Against the Delta variant, unvaccinated people who had previously contracted Covid-19 were better protected than people who were only vaccinated, according to a study by American health authorities published on Wednesday.
Nevertheless, “vaccination remains the safest strategy” once morest the disease, the Centers for Disease Control and Prevention (CDC) pointed out in releasing the data. Indeed, contracting the disease exposes you to serious complications, while vaccines have proven to be extremely safe and effective.
After Delta, the relationship reversed
This study was also conducted before booster doses became widely available, and before the appearance of the Omicron variant, which now accounts for more than 99% of new cases in the United States. It is therefore possible that the cards are currently being reshuffled.
However, these results provide key elements for better analyzing the differences between immunity acquired by vaccines or following an infection. Health authorities studied the cases in the states of New York and California from the end of May to November 2021. Delta became the majority in the United States at the end of June.
Throughout the period analysed, the least well-protected people were by far those who had neither been vaccinated nor had fallen ill in the past. But before Delta, people who had been vaccinated and had never contracted Covid-19 were better protected than people who had not been vaccinated but had already fallen ill.

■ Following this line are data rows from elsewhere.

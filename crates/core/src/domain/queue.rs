// Bounded Dual Queue - one category's urgent and regular tiers

use super::error::{DomainError, Result};
use super::{CategoryId, Patient, Priority};
use crate::port::{IdProvider, TimeProvider};
use serde::Serialize;
use std::collections::VecDeque;

/// Per-tier head counts of a queue
#[derive(Debug, Clone, Copy, PartialEq, Eq, Default, Serialize)]
pub struct Occupancy {
    pub urgent: usize,
    pub regular: usize,
    pub total: usize,
}

/// Bounded two-tier FIFO for a single category.
///
/// Invariants:
/// - `urgent.len() + regular.len() <= capacity`
/// - each tier is strict FIFO: patients leave in the order they were admitted
/// - the urgent tier is always drained before the regular tier
#[derive(Debug, Clone)]
pub struct BoundedDualQueue {
    category: CategoryId,
    capacity: usize,
    urgent: VecDeque<Patient>,
    regular: VecDeque<Patient>,
}

impl BoundedDualQueue {
    pub fn new(category: CategoryId, capacity: usize) -> Self {
        Self {
            category,
            capacity,
            urgent: VecDeque::with_capacity(capacity),
            regular: VecDeque::with_capacity(capacity),
        }
    }

    pub fn category(&self) -> CategoryId {
        self.category
    }

    pub fn capacity(&self) -> usize {
        self.capacity
    }

    /// Admit a new patient at the tail of its tier
    ///
    /// The name is taken as-is; emptiness checks belong to the caller.
    /// Rejects with `CapacityExceeded` without touching either tier when the
    /// combined size has reached capacity.
    ///
    /// # Arguments
    ///
    /// * `name` - Patient display name
    /// * `priority` - Target tier
    /// * `time_provider` - Source of the arrival timestamp
    /// * `id_provider` - Source of the ticket ID
    pub fn admit(
        &mut self,
        name: impl Into<String>,
        priority: Priority,
        time_provider: &dyn TimeProvider,
        id_provider: &dyn IdProvider,
    ) -> Result<&Patient> {
        if self.len() >= self.capacity {
            return Err(DomainError::CapacityExceeded {
                category: self.category,
                capacity: self.capacity,
            });
        }

        let patient = Patient::new(
            id_provider.generate_id(),
            name,
            priority,
            time_provider.now_millis(),
        );

        let tier = match priority {
            Priority::Urgent => &mut self.urgent,
            Priority::Regular => &mut self.regular,
        };
        tier.push_back(patient);

        let index = tier.len() - 1;
        Ok(&tier[index])
    }

    /// Remove and return the next patient to be served
    ///
    /// Oldest urgent patient first; the regular tier is only consulted when
    /// no urgent patient is waiting, regardless of arrival times.
    pub fn dispatch_next(&mut self) -> Result<Patient> {
        self.urgent
            .pop_front()
            .or_else(|| self.regular.pop_front())
            .ok_or(DomainError::EmptyQueue {
                category: self.category,
            })
    }

    pub fn occupancy(&self) -> Occupancy {
        Occupancy {
            urgent: self.urgent.len(),
            regular: self.regular.len(),
            total: self.len(),
        }
    }

    pub fn len(&self) -> usize {
        self.urgent.len() + self.regular.len()
    }

    pub fn is_empty(&self) -> bool {
        self.urgent.is_empty() && self.regular.is_empty()
    }

    /// Free slots left before admissions are rejected
    pub fn remaining(&self) -> usize {
        self.capacity.saturating_sub(self.len())
    }

    /// Read-only view for listing (urgent first, oldest first within a tier)
    pub fn snapshot(&self) -> Snapshot<'_> {
        Snapshot::of(self)
    }
}

/// Borrowed, ordered view of a queue's contents.
///
/// Built without mutating the queue. `iter()` can be called any number of
/// times and always yields the same sequence.
#[derive(Debug, Clone, Serialize)]
pub struct Snapshot<'a> {
    category: CategoryId,
    urgent: Vec<&'a Patient>,
    regular: Vec<&'a Patient>,
}

impl<'a> Snapshot<'a> {
    fn of(queue: &'a BoundedDualQueue) -> Self {
        Self {
            category: queue.category,
            urgent: by_arrival(&queue.urgent),
            regular: by_arrival(&queue.regular),
        }
    }

    pub fn category(&self) -> CategoryId {
        self.category
    }

    pub fn urgent(&self) -> &[&'a Patient] {
        &self.urgent
    }

    pub fn regular(&self) -> &[&'a Patient] {
        &self.regular
    }

    pub fn len(&self) -> usize {
        self.urgent.len() + self.regular.len()
    }

    pub fn is_empty(&self) -> bool {
        self.urgent.is_empty() && self.regular.is_empty()
    }

    /// Urgent tier, then regular tier
    pub fn iter(&self) -> SnapshotIter<'_, 'a> {
        self.urgent.iter().chain(self.regular.iter()).copied()
    }
}

pub type SnapshotIter<'s, 'a> = std::iter::Copied<
    std::iter::Chain<std::slice::Iter<'s, &'a Patient>, std::slice::Iter<'s, &'a Patient>>,
>;

impl<'s, 'a> IntoIterator for &'s Snapshot<'a> {
    type Item = &'a Patient;
    type IntoIter = SnapshotIter<'s, 'a>;

    fn into_iter(self) -> Self::IntoIter {
        self.iter()
    }
}

// Stable sort: equal timestamps keep admission order
fn by_arrival(tier: &VecDeque<Patient>) -> Vec<&Patient> {
    let mut patients: Vec<&Patient> = tier.iter().collect();
    patients.sort_by_key(|p| p.arrived_at());
    patients
}
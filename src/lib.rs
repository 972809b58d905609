//! Database bootstrap tooling for the job board: schema loading,
//! catalog verification and sample-data seeding against Postgres.

pub mod cli;
pub mod config;
pub mod database;
pub mod models;
pub mod schema;
pub mod seed;
pub mod verify;

pub use config::Settings;
pub use database::Database;
pub use schema::SchemaArtifact;
pub use seed::{SeedPolicy, SeedReport};
pub use verify::SchemaReport;
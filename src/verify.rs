// src/verify.rs
//! Read-only catalog introspection run after a schema load

use anyhow::{Context, Result};
use serde::Serialize;
use sqlx::PgPool;
use std::fmt;
use tracing::info;

/// Tables the shipped schema is expected to create
pub const EXPECTED_TABLES: &[&str] = &[
    "applications",
    "blog_categories",
    "blogs",
    "companies",
    "jobs",
    "skills",
    "user_skills",
    "users",
];

const TABLES_QUERY: &str = r#"
    SELECT table_name::text
    FROM information_schema.tables
    WHERE table_schema = 'public'
    ORDER BY table_name
"#;

const ENUM_TYPES_QUERY: &str = r#"
    SELECT typname::text
    FROM pg_type
    WHERE typtype = 'e'
    ORDER BY typname
"#;

const INDEXES_QUERY: &str = r#"
    SELECT indexname::text
    FROM pg_indexes
    WHERE schemaname = 'public'
    AND indexname LIKE 'idx_%'
    ORDER BY indexname
"#;

#[derive(Debug, Clone, Default, Serialize)]
pub struct SchemaReport {
    pub tables: Vec<String>,
    pub enum_types: Vec<String>,
    pub indexes: Vec<String>,
}

impl SchemaReport {
    /// Expected tables absent from the catalog
    pub fn missing_tables(&self) -> Vec<&'static str> {
        EXPECTED_TABLES
            .iter()
            .copied()
            .filter(|expected| !self.tables.iter().any(|t| t == expected))
            .collect()
    }
}

impl fmt::Display for SchemaReport {
    fn fmt(&self, f: &mut fmt::Formatter<'_>) -> fmt::Result {
        write_section(f, "📊 Tables created:", &self.tables)?;
        writeln!(f)?;
        write_section(f, "🏷️  ENUM types created:", &self.enum_types)?;
        writeln!(f)?;
        write_section(f, "🔍 Indexes created:", &self.indexes)
    }
}

fn write_section(f: &mut fmt::Formatter<'_>, heading: &str, names: &[String]) -> fmt::Result {
    writeln!(f, "{}", heading)?;
    for (index, name) in names.iter().enumerate() {
        writeln!(f, "   {}. {}", index + 1, name)?;
    }
    Ok(())
}

/// Run the three introspection queries
pub async fn inspect(pool: &PgPool) -> Result<SchemaReport> {
    let tables = list_names(pool, TABLES_QUERY)
        .await
        .context("Failed to list tables")?;
    let enum_types = list_names(pool, ENUM_TYPES_QUERY)
        .await
        .context("Failed to list enum types")?;
    let indexes = list_names(pool, INDEXES_QUERY)
        .await
        .context("Failed to list indexes")?;

    info!(
        "Schema inspected: {} tables, {} enum types, {} indexes",
        tables.len(),
        enum_types.len(),
        indexes.len()
    );

    Ok(SchemaReport {
        tables,
        enum_types,
        indexes,
    })
}

async fn list_names(pool: &PgPool, query: &str) -> Result<Vec<String>> {
    let names = sqlx::query_scalar::<_, String>(query)
        .fetch_all(pool)
        .await?;
    Ok(names)
}
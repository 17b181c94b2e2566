use clap::Parser;

/// Line-oriented chat relay server
#[derive(Parser, Clone, Debug)]
#[command(name = "chat-relay", version, about = "Line-oriented chat relay server")]
pub struct Config {
    /// Address to listen on
    #[arg(long, env = "CHAT_RELAY_BIND", default_value = "0.0.0.0")]
    pub bind: String,

    /// Port to listen on (0 picks an ephemeral port)
    #[arg(long, env = "CHAT_RELAY_PORT", default_value_t = 9999)]
    pub port: u16,

    /// Maximum number of concurrently connected clients.
    /// Further connections wait in the listen backlog until a slot frees up.
    #[arg(long, env = "CHAT_RELAY_MAX_CLIENTS", default_value_t = 1024)]
    pub max_clients: usize,

    /// Outbound lines queued per client before new ones are dropped
    #[arg(long, env = "CHAT_RELAY_OUTBOX_CAPACITY", default_value_t = 512)]
    pub outbox_capacity: usize,

    /// Emit structured JSON logs
    #[arg(long, env = "CHAT_RELAY_JSON_LOGS")]
    pub json_logs: bool,
}

impl Config {
    pub fn listen_addr(&self) -> String {
        format!("{}:{}", self.bind, self.port)
    }
}

#[cfg(test)]
mod tests {
    use super::*;

    #[test]
    fn defaults_listen_on_9999() {
        let config = Config::parse_from(["chat-relay"]);
        assert_eq!(config.port, 9999);
        assert_eq!(config.listen_addr(), "0.0.0.0:9999");
        assert_eq!(config.max_clients, 1024);
        assert_eq!(config.outbox_capacity, 512);
        assert!(!config.json_logs);
    }

    #[test]
    fn flags_override_defaults() {
        let config = Config::parse_from([
            "chat-relay",
            "--bind",
            "127.0.0.1",
            "--port",
            "0",
            "--max-clients",
            "8",
        ]);
        assert_eq!(config.listen_addr(), "127.0.0.1:0");
        assert_eq!(config.max_clients, 8);
    }
}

After Delta arrived, the relationship reversed.
A risk divided by 29 in people infected but not vaccinated
The study analyzed, for the beginning of October, the risk of catching Delta compared to that incurred by those most likely to contract it, namely people who have not been vaccinated or infected in the past. Vaccinated individuals (but never infected) thus had six times less risk than they of catching it in California, and regarding five times less in New York. But this risk was even further reduced for people previously infected (but not vaccinated): by 29 in California, and by 15 in New York.
Analyzing the risk of hospitalization, this time in California only, the researchers found a similar reversal between the two periods. How to explain it? “This might be due to the different stimulations of the immune response” caused by either encountering the real virus or a vaccine, the CDC explains.
This reversal also “coincided with the onset of vaccine-induced immunity waning in many people,” before the booster doses, the study authors add. The CDC notes that work on Delta in other countries “also demonstrated increased protection of previously infected, vaccinated, and unvaccinated individuals, compared to vaccination alone.” They stressed that further studies were needed to investigate the durability of protection conferred by infection once morest each of the variants, including Omicron.